DEPARTMENT OF DEFENSE - CONGRESSIONALLY DIRECTED MEDICAL RESEARCH PROGRAMS

Posted September 4, 2013
Aaron Newman, Ph.D., Stanford University
Ash Alizadeh, M.D., Ph.D., Stanford University

Drs. Aaron Newman and Ash Alizadeh In Fiscal Year 2011, Dr Aaron Newman, under the mentorship of Dr. Ash Alizadeh, proposed a project to understand and predict patients' response to anti-cancer therapies to the Peer Reviewed Cancer Research Program Visionary Postdoctoral Fellowship Award. This award is intended to fund research of the best and the brightest postdoctoral fellows in laboratories of early-career mentors. Drs. Newman and Alizadeh exemplified the intention of the award mechanism to fund the best and the brightest while investing in excellent research to further our understanding of cancer and treatment. Dr. Newman discusses his study and his outstanding results thus far.

What is the most important thing that stakeholders should know about your research?

The overarching goal of our research is to develop robust models that predict which patients will respond well to current and emerging anti-cancer therapies and which patients will not. To do this, we are designing new computational methods to determine how differences in tumor genetics and the immune system underlie complex variation in clinical outcomes. We are particularly interested in predictive models that combine diverse types of patient-specific data, such as gene expression profiles (GEPs) generated from bulk tumor samples and genetic variants. Such models increase the chances of identifying clinically relevant variables.

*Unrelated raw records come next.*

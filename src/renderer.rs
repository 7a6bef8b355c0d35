//! Locating an external SVG rasterizer and running it for one icon size.

use crate::error::{IconGenError, Result};
use log::{debug, warn};
use std::env;
use std::ffi::{OsStr, OsString};
use std::path::{Path, PathBuf};
use std::process::Command;
use std::str::FromStr;

/// Default background painted behind the SVG
pub const DEFAULT_BACKGROUND: &str = "white";

/// The command-line renderers this tool knows how to drive
#[derive(Debug, Clone, Copy, PartialEq, Eq, clap::ValueEnum)]
pub enum RendererKind {
    /// librsvg's `rsvg-convert`
    #[value(name = "rsvg-convert")]
    RsvgConvert,
    /// Inkscape 1.x command-line export
    #[value(name = "inkscape")]
    Inkscape,
}

impl RendererKind {
    /// Probe order when no renderer is requested explicitly
    pub const PREFERENCE: [RendererKind; 2] = [RendererKind::RsvgConvert, RendererKind::Inkscape];

    /// Executable name looked up on the search path
    pub fn program(self) -> &'static str {
        match self {
            RendererKind::RsvgConvert => "rsvg-convert",
            RendererKind::Inkscape => "inkscape",
        }
    }
}

/// A renderer found on this machine
#[derive(Debug, Clone, PartialEq, Eq)]
pub struct Renderer {
    pub kind: RendererKind,
    /// Resolved executable, run as-is for every variant
    pub path: PathBuf,
}

/// Finds a renderer on `PATH`
///
/// With `requested` set only that renderer is considered, otherwise
/// `rsvg-convert` wins over `inkscape`.
pub fn find_renderer(requested: Option<RendererKind>) -> Result<Renderer> {
    let search_path = env::var_os("PATH");
    find_renderer_in(search_path.as_deref(), requested)
}

/// Same as [`find_renderer`] but probes the given search path
pub fn find_renderer_in(
    search_path: Option<&OsStr>,
    requested: Option<RendererKind>,
) -> Result<Renderer> {
    let cwd = env::current_dir()?;
    let candidates: &[RendererKind] = match &requested {
        Some(kind) => std::slice::from_ref(kind),
        None => &RendererKind::PREFERENCE,
    };

    for &kind in candidates {
        if let Ok(path) = which::which_in(kind.program(), search_path, &cwd) {
            debug!(
                "🔍 Resolved renderer '{}' to '{}'",
                kind.program(),
                path.display()
            );
            return Ok(Renderer { kind, path });
        }
    }

    let msg = match requested {
        Some(kind) => format!(
            "Renderer '{}' not found. Install it or omit --renderer to fall back to 'librsvg' (rsvg-convert) or 'inkscape'.",
            kind.program()
        ),
        None => "No renderer found. Install either 'librsvg' (rsvg-convert) or 'inkscape'."
            .to_string(),
    };
    Err(IconGenError::Conversion(msg))
}

/// Checks that `color` is a fully opaque CSS color
///
/// Small variants must not bleed alpha, so `transparent` and any color with
/// an alpha component below 1 are rejected.
pub fn validate_background(color: &str) -> Result<()> {
    match css_color::Srgb::from_str(color) {
        Ok(srgb) if srgb.alpha >= 1.0 => Ok(()),
        _ => Err(IconGenError::InvalidColor(color.to_string())),
    }
}

/// Command-line arguments asking `kind` for a `size_px` square PNG on an
/// opaque `background`
pub fn render_args(
    kind: RendererKind,
    svg_path: &Path,
    size_px: u32,
    out_path: &Path,
    background: &str,
) -> Vec<OsString> {
    let size = size_px.to_string();

    match kind {
        RendererKind::RsvgConvert => vec![
            "-w".into(),
            size.clone().into(),
            "-h".into(),
            size.into(),
            format!("--background-color={background}").into(),
            "-o".into(),
            out_path.into(),
            svg_path.into(),
        ],
        RendererKind::Inkscape => {
            let mut export_filename = OsString::from("--export-filename=");
            export_filename.push(out_path);

            vec![
                svg_path.into(),
                export_filename,
                format!("--export-width={size}").into(),
                format!("--export-height={size}").into(),
                format!("--export-background={background}").into(),
                "--export-background-opacity=1.0".into(),
            ]
        }
    }
}

/// Renders `svg_path` to a `size_px`×`size_px` PNG at `out_path`
///
/// Blocks until the renderer exits. A non-zero exit is an error; whatever the
/// renderer left at `out_path` stays there.
pub fn render_svg_to_png(
    renderer: &Renderer,
    svg_path: &Path,
    size_px: u32,
    out_path: &Path,
    background: &str,
) -> Result<()> {
    let args = render_args(renderer.kind, svg_path, size_px, out_path, background);
    debug!("Running {} {:?}", renderer.path.display(), args);

    let status = Command::new(&renderer.path)
        .args(&args)
        .status()
        .map_err(|source| IconGenError::Spawn {
            program: renderer.kind.program().to_string(),
            source,
        })?;

    if !status.success() {
        return Err(IconGenError::RenderFailed {
            program: renderer.kind.program().to_string(),
            size_px,
            status,
        });
    }

    check_output_dimensions(out_path, size_px);
    Ok(())
}

/// Reads the PNG header back; a mismatch is reported, never fatal
fn check_output_dimensions(out_path: &Path, size_px: u32) {
    match image::image_dimensions(out_path) {
        Ok((w, h)) if w == size_px && h == size_px => {}
        Ok((w, h)) => warn!(
            "{} is {w}x{h}, expected {size_px}x{size_px}",
            out_path.display()
        ),
        Err(err) => warn!("Could not read back {}: {err}", out_path.display()),
    }
}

Tumors are generally composed of diverse cell types, including infiltrating immune cells derived from the circulation and/or adjacent tissues. In modeling heterogeneity across patient outcomes, we sought to test whether specific tumor-infiltrating immune cells (TICs) are associated with differential response to therapy. As such, we developed a novel computational approach to quantify distinct types of immune cells from bulk tumor GEPs (see Figure, left - below). Unlike strategies that generally require living cells as input (e.g., flow cytometry), our method allows both fresh and archival tumor specimens to be analyzed with relative ease and high-throughput. With this new approach, we obtained preliminary results suggesting that certain immune cell types are significantly associated with improved survival in follicular lymphoma (FL) patients receiving personalized vaccination therapy (see Figure, right - below). Since the same TIC signatures in patients receiving control therapy had no association with survival, this finding is consistent with a predictive (and not simply a prognostic) relationship.

How did you arrive at this information or approach?

A recently completed phase III clinical trial testing antitumor vaccination for FL patients failed to meet its primary endpoint (NCT00017290). However, those patients that received a vaccine and mounted a specific immune response had significantly better outcomes than patients in the control arm. Using data from this trial, we originally proposed to develop new tools of genetic analysis to better understand the basis for heterogeneity in patient outcomes and to build predictive models of response to personalized antitumor vaccination. Since the immune system determines patient response to vaccination, we hypothesized that levels of specific tumor immune cells may be predictive of therapeutic outcomes. To address this hypothesis and take advantage of GEPs already generated from a subset of these patients' tumors, we devised a new computational method to estimate the fractions of specific TICs using bulk tumor GEPs.

What is the next step to bringing your research closer to helping cancer patients?

To confirm and extend our initial findings, we will first apply our cell type "unmixing" method to GEPs from a validation cohort of FL patients from the clinical trial. We will then integrate these data with patient-specific genetic variants predictive of therapeutic response. Related to the latter, we recently identified a molecular feature of patient immunoglobulins that is significantly associated with progression-free survival in the vaccination arm, but not the control arm. If validated, we will translate our findings to FL patients, including members of the military and their families, by initiating a new clinical trial to test the effectiveness of personalized vaccination on those most likely to benefit from it. In addition, we will apply our analytical framework to the identification of predictive biomarkers of therapeutic response in other malignancies (e.g., chemotherapy and immunotherapy in other blood cancers as well as in solid tumors).

Is there any other information that you think readers should know about your work?

To our knowledge, our work is unique in its approach to quantitate levels of immune cells in tumor GEPs and relate them to therapeutic outcomes. Moreover, models that robustly predict response to therapy for FL patients have not yet been reported.